There are many models that can fit the data, so we need a means of *regularizing* our inversion so that we can select a single, reasonable model from the (infinitely) many that agree with the data. We will come back to how the regularization [math]\phi_{\text{m}}[/math] is defined, but for now, consider it as a measure of how “reasonable” the model is based on our prior knowledge about the earth. Formally, we pose the inversion as an optimization problem:

[math]\underset{\mathbf{m}}{\text{minimize}} \quad \phi_\text{m}(\mathbf{m})[/math] [math]\text{subject to }\quad \mathcal{F}[\mathbf{m}] = \mathbf{d}_{\text{obs}}[/math]

**(**)

Essentially we are saying “find the model **m** that best fits the assumptions we are making in the regularization [math]\phi_\text{m}(\mathbf{m})[/math], and that agrees with the observed data [math]\mathbf{d}_{\text{obs}}[/math].” In practice, our data are noisy, so there is no sense in fitting them exactly. Rather, we pose the optimization problem as a trade-off between fitting the data and fitting the regularization, so our inverse problem can be stated as:

[math]\underset{\mathbf{m}}{\text{minimize}} \quad \phi(\mathbf{m}) = \phi_\mathrm{d}(\mathbf{m}) + \beta\phi_\mathrm{m}(\mathbf{m})[/math] **(**)

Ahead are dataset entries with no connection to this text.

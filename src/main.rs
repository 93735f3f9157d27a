//! WolfChat - Replicated Chat Server Node
//!
//! Runs one chat node of a replica group.

use std::path::PathBuf;

use clap::{Parser, Subcommand};
use tracing_subscriber::{layer::SubscriberExt, util::SubscriberInitExt};

use wolfchat::config::WolfChatConfig;
use wolfchat::node::ChatNode;
use wolfchat::error::Result;

/// WolfChat - Replicated Chat Server Node
#[derive(Parser)]
#[command(name = "wolfchat")]
#[command(author, version, about, long_about = None)]
struct Cli {
    /// Path to configuration file
    #[arg(short, long, default_value = "wolfchat.toml")]
    config: PathBuf,

    /// Log level (overrides the configuration file)
    #[arg(short, long)]
    log_level: Option<String>,

    #[command(subcommand)]
    command: Commands,
}

#[derive(Subcommand)]
enum Commands {
    /// Start the node
    Start,

    /// Initialize a new configuration file
    Init {
        /// Output path for configuration file
        #[arg(short, long, default_value = "wolfchat.toml")]
        output: PathBuf,

        /// Node name (random server_xxxxxxxxx when omitted)
        #[arg(long)]
        name: Option<String>,
    },

    /// Validate configuration file
    Validate,

    /// Show node information
    Info,
}

#[tokio::main]
async fn main() -> Result<()> {
    let cli = Cli::parse();

    match cli.command {
        Commands::Start => run_start(cli.config, cli.log_level).await,
        Commands::Init { output, name } => {
            init_logging(cli.log_level.as_deref().unwrap_or("info"), "pretty");
            run_init(output, name)
        }
        Commands::Validate => run_validate(cli.config),
        Commands::Info => run_info(cli.config),
    }
}

/// Initialize logging
fn init_logging(level: &str, format: &str) {
    let env_filter = tracing_subscriber::EnvFilter::try_from_default_env()
        .unwrap_or_else(|_| level.into());

    let registry = tracing_subscriber::registry().with(env_filter);
    if format == "json" {
        registry.with(tracing_subscriber::fmt::layer().json()).init();
    } else {
        registry.with(tracing_subscriber::fmt::layer()).init();
    }
}

/// Start the node
async fn run_start(config_path: PathBuf, log_level: Option<String>) -> Result<()> {
    let config = if config_path.exists() {
        WolfChatConfig::from_file(&config_path)
    } else {
        Ok(WolfChatConfig::default())
    };
    let config = match config {
        Ok(c) => c,
        Err(e) => {
            init_logging(log_level.as_deref().unwrap_or("info"), "pretty");
            tracing::error!("Failed to load configuration from {:?}: {}", config_path, e);
            return Err(e);
        }
    };

    init_logging(
        log_level.as_deref().unwrap_or(&config.logging.level),
        &config.logging.format,
    );
    if !config_path.exists() {
        tracing::warn!("No configuration at {:?}, using defaults", config_path);
    }
    tracing::info!("Starting WolfChat node '{}'", config.node.name);

    let node = match ChatNode::build(&config).await {
        Ok(n) => n,
        Err(e) => {
            tracing::error!("Failed to initialize node: {}", e);
            return Err(e);
        }
    };

    let result = node
        .run(async {
            match tokio::signal::ctrl_c().await {
                Ok(()) => tracing::info!("Received Ctrl-C"),
                Err(e) => tracing::error!("Failed to listen for Ctrl-C: {}", e),
            }
        })
        .await;

    if let Err(e) = &result {
        tracing::error!("Node failed: {}", e);
    }
    result
}

/// Write a default configuration file
fn run_init(output: PathBuf, name: Option<String>) -> Result<()> {
    let mut config = WolfChatConfig::default();
    if let Some(name) = name {
        config.node.name = name;
    }
    config.validate()?;

    let content = format!("# WolfChat Configuration\n# Generated configuration file\n\n{}", config.to_toml()?);
    std::fs::write(&output, content)?;

    tracing::info!("Configuration written to {:?}", output);
    println!("Created configuration file: {}", output.display());
    println!("Node name: {}", config.node.name);
    Ok(())
}

/// Validate configuration file
fn run_validate(config_path: PathBuf) -> Result<()> {
    match WolfChatConfig::from_file(&config_path) {
        Ok(config) => {
            println!("✓ Configuration is valid");
            println!("  Node: {}", config.node.name);
            println!("  Bind Address: {}", config.node.bind_address);
            println!("  Replication: {}", config.replication_bind_address());
            println!("  Rank Authority: {}", config.authority.address);
            println!("  Replication Mode: {}", config.replication.mode);
            Ok(())
        }
        Err(e) => {
            eprintln!("✗ Configuration error: {}", e);
            Err(e)
        }
    }
}

/// Show node information
fn run_info(config_path: PathBuf) -> Result<()> {
    let config = WolfChatConfig::from_file(&config_path)?;

    println!("WolfChat Node Information");
    println!("=========================");
    println!();
    println!("Node Name:        {}", config.node.name);
    println!("Bind Address:     {}", config.node.bind_address);
    println!("Replication:      {}", config.replication_bind_address());
    println!("Publish/Sub:      {}", config.pubsub.bind_address);
    println!("Data Directory:   {}", config.data_dir().display());
    println!();
    println!("Rank Authority:");
    println!("  Address:        {}", config.authority.address);
    println!("  Heartbeat:      {} ms", config.authority.heartbeat_interval_ms);
    println!();
    println!("Replication:");
    println!("  Mode:           {}", config.replication.mode);
    println!("  Min Acks:       {}", config.replication.min_acks);
    println!("  Timeout:        {} ms", config.replication.timeout_ms);
    println!();
    println!("Clock Sync:");
    println!("  Enabled:        {}", config.clock_sync.enabled);
    println!("  Interval:       {} ms", config.clock_sync.interval_ms);
    println!("  Every Requests: {}", config.clock_sync.every_requests);
    println!();
    println!("Persistence:");
    println!("  Enabled:        {}", config.persistence.enabled);
    println!("  Autosave:       {} ms", config.persistence.autosave_interval_ms);

    Ok(())
}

where [math]\phi_d(\mathbf{m})[/math] is the data misfit, a measure of how far our simulated data are from the observed data; [math]\phi_m(\mathbf{m})[/math] is the regularization; and [math]\beta[/math] is a trade-off parameter that weights the relative importance of the data misfit and regularization in the optimization. A larger [math]\beta[/math] says that we want our model to do a good job minimizing the regularization, while a smaller [math]\beta[/math] turns down the importance of the regularization and says that fitting the data is more important in the inversion.

The data misfit is often taken to be a weighted [math]\ell_2[/math] norm:

[math]\phi_d(\mathbf{m}) = \frac{1}{2}\|\mathbf{W_d} (\mathcal{F}(\mathbf{m}) - \mathbf{d}_{\text{obs}})\|^2_2[/math] **(**)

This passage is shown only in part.